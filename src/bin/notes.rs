use clap::Parser;
use notes_api::cli::Cli;
use tracing_subscriber::EnvFilter;

#[tokio::main]
async fn main() -> anyhow::Result<()> {
    let _ = dotenvy::dotenv();
    tracing_subscriber::fmt()
        .with_env_filter(EnvFilter::try_from_default_env().unwrap_or_else(|_| EnvFilter::new("warn")))
        .with_writer(std::io::stderr)
        .init();

    let cli = Cli::parse();

    if let Err(e) = notes_api::cli::run(cli).await {
        match std::env::var("CLI_VERBOSE").as_deref() {
            Ok("true") | Ok("1") => eprintln!("Error: {e:?}"),
            _ => eprintln!("Error: {e}"),
        }
        std::process::exit(1);
    }

    Ok(())
}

****************

| WHAT TO PRODUCE |
The task requires that all the material be restated word for word.

| SOLUTION TO THE PROBLEM |
filename src/bin/notes.rs
use clap::Parser;
use notes_api::cli::Cli;
use tracing_subscriber::EnvFilter;

#[tokio::main]
async fn main() -> anyhow::Result<()> {
    let _ = dotenvy::dotenv();
    tracing_subscriber::fmt()
        .with_env_filter(EnvFilter::try_from_default_env().unwrap_or_else(|_| EnvFilter::new("warn")))
        .with_writer(std::io::stderr)
        .init();

    let cli = Cli::parse();

    if let Err(e) = notes_api::cli::run(cli).await {
        match std::env::var("CLI_VERBOSE").as_deref() {
            Ok("true") | Ok("1") => eprintln!("Error: {e:?}"),
            _ => eprintln!("Error: {e}"),
        }
        std::process::exit(1);
    }

    Ok(())
}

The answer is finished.